The Kings of the Dudes - E. Berry Wall and Heirs to the Throne - Introduction

 

In 1914, the American bon vivant Evander Berry Wall warned a fellow traveler:

“Holy smoke!” he growled; “you don’t want to go to Jerusalem. I’ve just been there. It’s a slow town. Why, you can’t get a decent cocktail in the place.”

The Evening World (New York), July 20, 1014, page 14.

 

“Kings of the Dudes”

It may have taken a miracle for E. Berry Wall to find decent a decent cocktail in Jerusalem in 1914, but if anyone could do it, it was Wall – he was (to paraphrase an earlier story that ends in Jerusalem) the “King of the Dudes.”

Or, at least he had been. He won the title by proclamation in 1883, the same year Robert Sale Hill coined the word to satirize the young, idle, frivolous sons of Gilded Age millionaires, who had more money than brains and affected aristocratic English manners and speech. Berry Wall (as he was generally known) is remembered today as having been the first “King of the Dudes,” but his successors are largely forgotten. When Berry’s “Dude” reputation cracked and faded like old wallpaper, the title passed to a succession of lesser-known “Kings of the Dudes,” until the public (or the press) tired of plastering their names across their pages.

During each “King’s” brief reign, they were held up for ridicule (or admiration) as the public face of what it meant to be a “Dude.” The first three kings of questionable wisdom came out of the East – New York City.


T. Luis Oñativia, Oliver Sumner (“Ollie”) Teall, and E. Berry Wall.
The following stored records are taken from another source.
//! Typed ID definitions.

use crate::{define_external_id, define_id};

// =============================================================================
// Controller-minted
// =============================================================================

define_id!(SweepId, "swp");
define_id!(ControllerId, "ctl");

// =============================================================================
// Orchestrator / node pool / queue
// =============================================================================

define_external_id!(NodeId);
define_external_id!(InstanceId);
define_external_id!(TaskId);
define_external_id!(TaskDefinitionRef);
define_external_id!(MessageId);
define_external_id!(ReceiptHandle);

// =============================================================================
// Tests
// =============================================================================

#[cfg(test)]
mod tests {
    use super::*;
    use proptest::prelude::*;

    #[test]
    fn test_sweep_id_roundtrip() {
        let id = SweepId::new();
        let parsed: SweepId = id.to_string().parse().unwrap();
        assert_eq!(id, parsed);
        assert!(id.to_string().starts_with("swp_"));
    }

    #[test]
    fn test_sweep_id_invalid_prefix() {
        let result: Result<SweepId, _> = "ctl_01HV4Z2WQXKJNM8GPQY6VBKC3D".parse();
        assert!(matches!(
            result.unwrap_err(),
            crate::IdError::InvalidPrefix { .. }
        ));
    }

    #[test]
    fn test_sweep_id_missing_separator() {
        let result: Result<SweepId, _> = "swp01HV4Z2WQXKJNM8GPQY6VBKC3D".parse();
        assert!(matches!(result.unwrap_err(), crate::IdError::MissingSeparator));
    }

    #[test]
    fn test_sweep_id_invalid_ulid() {
        let result: Result<SweepId, _> = "swp_invalid".parse();
        assert!(matches!(result.unwrap_err(), crate::IdError::InvalidUlid(_)));
    }

    #[test]
    fn test_sweep_ids_sortable() {
        let first = SweepId::new();
        std::thread::sleep(std::time::Duration::from_millis(2));
        let second = SweepId::new();
        assert!(first < second);
    }

    #[test]
    fn test_minted_id_json_is_string() {
        let id = ControllerId::new();
        let json = serde_json::to_string(&id).unwrap();
        assert_eq!(json, format!("\"{}\"", id));
        let parsed: ControllerId = serde_json::from_str(&json).unwrap();
        assert_eq!(id, parsed);
    }

    #[test]
    fn test_external_id_keeps_value_verbatim() {
        let arn = "arn:aws:ecs:eu-west-1:123456789012:container-instance/batch/0f3c";
        let id = NodeId::parse(arn).unwrap();
        assert_eq!(id.as_str(), arn);
        assert_eq!(id.to_string(), arn);
    }

    #[test]
    fn test_external_id_rejects_empty_and_padded() {
        assert!(InstanceId::parse("").unwrap_err().is_empty());
        assert!(matches!(
            InstanceId::parse(" i-0abc ").unwrap_err(),
            crate::IdError::InvalidFormat { .. }
        ));
    }

    #[test]
    fn test_external_id_json_rejects_empty() {
        let result: Result<TaskDefinitionRef, _> = serde_json::from_str("\"\"");
        assert!(result.is_err());
    }

    #[test]
    fn test_generated_external_ids_are_distinct() {
        let a = TaskId::generate("task");
        let b = TaskId::generate("task");
        assert_ne!(a, b);
        assert!(a.as_str().starts_with("task-"));
        assert_eq!(TaskId::parse(a.as_str()).unwrap(), a);
    }

    #[test]
    fn test_all_prefixes_unique() {
        let prefixes = [SweepId::PREFIX, ControllerId::PREFIX];
        let unique: std::collections::HashSet<_> = prefixes.iter().collect();
        assert_eq!(prefixes.len(), unique.len(), "Duplicate ID prefixes found!");
    }

    proptest! {
        #[test]
        fn external_ids_parse_any_trimmed_value(
            raw in "[A-Za-z0-9:/_.-][A-Za-z0-9:/_. -]{0,62}[A-Za-z0-9:/_.-]"
        ) {
            let id = InstanceId::parse(&raw).unwrap();
            prop_assert_eq!(id.as_str(), raw.as_str());
        }
    }
}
New York’s Three “Kings of the Dudes.” The New York World, July 16, 1893, page 27.

 

“Dude” - 1883

When Robert Sale Hill coined (or at least popularized) the word “Dude” in January 1883, the word was applied to a specific type – the young, wealthy ne’er-do-wells with more money than brains. They wore tight pants, pointy shoes, high collars, derby hats, a monocle and a mismatched short coat over a long jacket. They banged their hair, chewed the silver tips of their canes, and affected English accents and mannerisms. They were the “Hipsters” of their day; envied and emulated by some, derided and mocked by others.
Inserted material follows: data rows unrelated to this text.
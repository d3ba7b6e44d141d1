//! Error types for collaborator calls and controller components.

use std::future::Future;
use std::time::Duration;

use thiserror::Error;
use tidepool_reconcile::ReconcileError;

/// Result type for collaborator (orchestrator, node pool, queue) calls.
pub type ApiResult<T> = Result<T, ApiError>;

/// Result type for controller operations.
pub type ControllerResult<T> = Result<T, ControllerError>;

/// Errors returned by collaborator APIs.
#[derive(Debug, Error, Clone, PartialEq, Eq)]
pub enum ApiError {
    /// The orchestrator reported that no node can fit the task.
    #[error("no capacity: {0}")]
    NoCapacity(String),

    /// The target resource does not exist.
    #[error("not found: {0}")]
    NotFound(String),

    /// The remote side did not answer in time.
    #[error("timed out: {0}")]
    Timeout(String),

    /// The remote side asked us to slow down.
    #[error("throttled: {0}")]
    Throttled(String),

    /// The request was understood and refused.
    #[error("rejected ({status}): {message}")]
    Rejected { status: u16, message: String },

    /// Connection-level failure.
    #[error("transport error: {0}")]
    Transport(String),

    /// The response body could not be decoded.
    #[error("decode error: {0}")]
    Decode(String),
}

impl ApiError {
    /// Returns true if this error reports a capacity shortfall.
    pub fn is_no_capacity(&self) -> bool {
        matches!(self, ApiError::NoCapacity(_))
    }
}

/// Errors raised by controller components.
#[derive(Debug, Error)]
pub enum ControllerError {
    /// A collaborator call failed.
    #[error("{operation} failed: {source}")]
    Api {
        operation: &'static str,
        #[source]
        source: ApiError,
    },

    /// A collaborator call exceeded its call timeout.
    #[error("{operation} timed out after {after:?}")]
    Timeout {
        operation: &'static str,
        after: Duration,
    },

    /// A queue message body is not a valid task request.
    #[error("invalid task message: {0}")]
    InvalidMessage(String),

    /// The node pool is already at its maximum size.
    #[error("node pool is at its maximum size of {max_size}")]
    AtMaxCapacity { max_size: u32 },

    /// Sweep policy could not be built.
    #[error(transparent)]
    Reconcile(#[from] ReconcileError),
}

impl ControllerError {
    /// Returns true if a collaborator explicitly reported no capacity.
    pub fn is_no_capacity(&self) -> bool {
        matches!(self, ControllerError::Api { source, .. } if source.is_no_capacity())
    }
}

/// Run a collaborator call under a call timeout.
pub(crate) async fn bounded<T, F>(
    operation: &'static str,
    limit: Duration,
    call: F,
) -> ControllerResult<T>
where
    F: Future<Output = ApiResult<T>>,
{
    match tokio::time::timeout(limit, call).await {
        Ok(Ok(value)) => Ok(value),
        Ok(Err(source)) => Err(ControllerError::Api { operation, source }),
        Err(_) => Err(ControllerError::Timeout {
            operation,
            after: limit,
        }),
    }
}

#[cfg(test)]
mod tests {
    use super::*;

    #[tokio::test]
    async fn test_bounded_maps_api_error() {
        let result: ControllerResult<()> = bounded("run_task", Duration::from_secs(1), async {
            Err(ApiError::NoCapacity("RESOURCE:MEMORY".to_string()))
        })
        .await;

        let err = result.unwrap_err();
        assert!(err.is_no_capacity());
        assert_eq!(err.to_string(), "run_task failed: no capacity: RESOURCE:MEMORY");
    }

    #[tokio::test(start_paused = true)]
    async fn test_bounded_times_out() {
        let result: ControllerResult<()> = bounded("list_nodes", Duration::from_secs(2), async {
            tokio::time::sleep(Duration::from_secs(60)).await;
            Ok(())
        })
        .await;

        assert!(matches!(
            result,
            Err(ControllerError::Timeout { operation: "list_nodes", .. })
        ));
    }
}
When Berry Wall first assumed the title in the summer of 1883, to be the “King of the Dudes” was to be first among fools; it was not some great honor sought after or fought over. But the “commercially valuable but somewhat socially damning sobriquet of ‘King of the Dudes’”i also had its advantages. Some of the “Kings” used their titles as free advertising.

The actor Bob Hilliard’s famous (yet fictional) duel with Wall raised his public profile at about the same time he was making the transition from the amateur to the professional stage. “Ollie” Teall took advantage of his notoriety to bring attention to his various business, political and social reform projects. And widespread name recognition helped the traveling salesmen, J. Waldere Kirk and Frank Elsinore Jones, drum up more business for whatever they were selling. Even the original “King of the Dudes,” Evander Berry Wall, used his reputation to promote wine during his “reign.”

 

“Fake News”

“Fake news” is not a 21st century invention. Many articles published in 19th century newspapers were essentially that era’s equivalent of “click bait,” exaggerated stories designed to entertain more than convey facts. Much of the reporting about the “Kings of the Dudes” and their fashion feuds are likely fake news.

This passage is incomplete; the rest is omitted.